It did not take much longer for the witch to finish her ministrations to his face. She said little else for the remainder of the evening and instead went about prepping as much of the meat remaining for travel as she could without giving up too much sleep of her own.

By dawn they had already set off again as the sun crested over the far horizon. Breath fogging into a crisp and frigid morning air, Sigrith set off towards deeper into the mountains. A sudden winter squall pushed them from the main path towards the afternoon, so she took what appeared to be a lesser-known prey route along the pass. What she hadn't bargained on was losing her barings after the sudden storm had passed.

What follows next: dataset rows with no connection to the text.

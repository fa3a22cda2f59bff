//! The ledger: an ordered, append-only sequence of sealed blocks.
//!
//! One writer at a time. Appends are serialized by a writer mutex held
//! across "read tip, seal, publish", so two appends can never link to the
//! same predecessor. Readers take a read lock only long enough to clone
//! `Arc`s, and only ever see fully sealed blocks.

use std::collections::HashMap;
use std::sync::Arc;

use bytes::Bytes;
use tokio::sync::{Mutex, RwLock};

use star_registry_core::{Block, BlockDigest, BlockHasher, Clock, GENESIS_PAYLOAD};

use crate::error::{LedgerError, Result};

/// The append-only block sequence.
pub struct Ledger {
    inner: RwLock<LedgerInner>,
    /// Serializes appends. Held for the whole read-seal-publish section.
    writer: Mutex<()>,
    hasher: Arc<dyn BlockHasher>,
    clock: Arc<dyn Clock>,
}

struct LedgerInner {
    /// Blocks indexed by position.
    blocks: Vec<Arc<Block>>,
    /// Digest index: digest -> position.
    by_digest: HashMap<BlockDigest, u64>,
}

impl LedgerInner {
    fn new() -> Self {
        Self {
            blocks: Vec::new(),
            by_digest: HashMap::new(),
        }
    }

    fn publish(&mut self, block: Arc<Block>) {
        // First occurrence wins; only restored sequences can repeat a digest.
        self.by_digest.entry(block.digest).or_insert(block.position);
        self.blocks.push(block);
    }

    fn height(&self) -> i64 {
        self.blocks.len() as i64 - 1
    }
}

impl Ledger {
    /// Create a ledger and seal its genesis block.
    ///
    /// The returned ledger is always ready: height is 0, never -1.
    pub fn new(hasher: Arc<dyn BlockHasher>, clock: Arc<dyn Clock>) -> Result<Self> {
        let genesis = Block::seal(0, None, clock.now_secs(), GENESIS_PAYLOAD, hasher.as_ref())?;
        tracing::debug!(digest = %genesis.digest, "sealed genesis block");

        let mut inner = LedgerInner::new();
        inner.publish(Arc::new(genesis));

        Ok(Self {
            inner: RwLock::new(inner),
            writer: Mutex::new(()),
            hasher,
            clock,
        })
    }

    /// Adopt an existing block sequence without re-sealing it.
    ///
    /// Positions must run `0..n`. Digests and links are not checked here;
    /// run an audit for that. An empty sequence behaves like [`Ledger::new`].
    pub fn restore(
        blocks: Vec<Block>,
        hasher: Arc<dyn BlockHasher>,
        clock: Arc<dyn Clock>,
    ) -> Result<Self> {
        if blocks.is_empty() {
            return Self::new(hasher, clock);
        }

        let mut inner = LedgerInner::new();
        for (index, block) in blocks.into_iter().enumerate() {
            if block.position != index as u64 {
                return Err(LedgerError::NonContiguous {
                    index,
                    position: block.position,
                });
            }
            inner.publish(Arc::new(block));
        }
        tracing::debug!(height = inner.height(), "restored ledger");

        Ok(Self {
            inner: RwLock::new(inner),
            writer: Mutex::new(()),
            hasher,
            clock,
        })
    }

    /// Highest valid position (length minus one).
    pub async fn height(&self) -> i64 {
        self.inner.read().await.height()
    }

    /// Number of sealed blocks.
    pub async fn len(&self) -> usize {
        self.inner.read().await.blocks.len()
    }

    /// Whether the ledger holds no blocks. Never true for a constructed ledger.
    pub async fn is_empty(&self) -> bool {
        self.inner.read().await.blocks.is_empty()
    }

    /// Seal a block carrying `payload` and publish it as the new tip.
    ///
    /// On error the ledger is unchanged.
    pub async fn append(&self, payload: impl Into<Bytes>) -> Result<Arc<Block>> {
        let _writer = self.writer.lock().await;

        let (position, previous_digest) = {
            let inner = self.inner.read().await;
            let previous = inner.blocks.last().map(|tip| tip.digest);
            (inner.blocks.len() as u64, previous)
        };

        let block = Block::seal(
            position,
            previous_digest,
            self.clock.now_secs(),
            payload,
            self.hasher.as_ref(),
        )?;
        let block = Arc::new(block);

        self.inner.write().await.publish(Arc::clone(&block));
        tracing::debug!(position, digest = %block.digest, "appended block");

        Ok(block)
    }

    /// Get a block by digest.
    pub async fn get_by_digest(&self, digest: &BlockDigest) -> Option<Arc<Block>> {
        let inner = self.inner.read().await;
        let position = *inner.by_digest.get(digest)?;
        inner.blocks.get(position as usize).cloned()
    }

    /// Get a block by position.
    pub async fn get_by_position(&self, position: u64) -> Option<Arc<Block>> {
        let inner = self.inner.read().await;
        let index = usize::try_from(position).ok()?;
        inner.blocks.get(index).cloned()
    }

    /// Blocks with `start <= position <= end`, ordered by position.
    pub async fn range(&self, start: u64, end: u64) -> Vec<Arc<Block>> {
        let inner = self.inner.read().await;
        inner
            .blocks
            .iter()
            .filter(|b| b.position >= start && b.position <= end)
            .cloned()
            .collect()
    }

    /// The current tip.
    pub async fn tip(&self) -> Option<Arc<Block>> {
        self.inner.read().await.blocks.last().cloned()
    }

    /// A consistent point-in-time view of every block.
    pub async fn snapshot(&self) -> Vec<Arc<Block>> {
        self.inner.read().await.blocks.clone()
    }

    /// The digest primitive this ledger seals with.
    pub fn hasher(&self) -> Arc<dyn BlockHasher> {
        Arc::clone(&self.hasher)
    }

    /// The clock this ledger stamps blocks with.
    pub fn clock(&self) -> Arc<dyn Clock> {
        Arc::clone(&self.clock)
    }
}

Sigrith said nothing of this - it would not be the first nor would it be the last that she had been pushed off-course by a storm and found herself in areas unknown. That was how she had come to learn these lands as well as she did. All there was left to do was to make it to high grounds where she could get a better view with a clear sky, but the problem of the inclement weather persisted. Sigrith picked a path that lead towards the mountain rise, seeing hints of clear sky on the other side of the ridge. They could take shelter than and wait out the storms, need be.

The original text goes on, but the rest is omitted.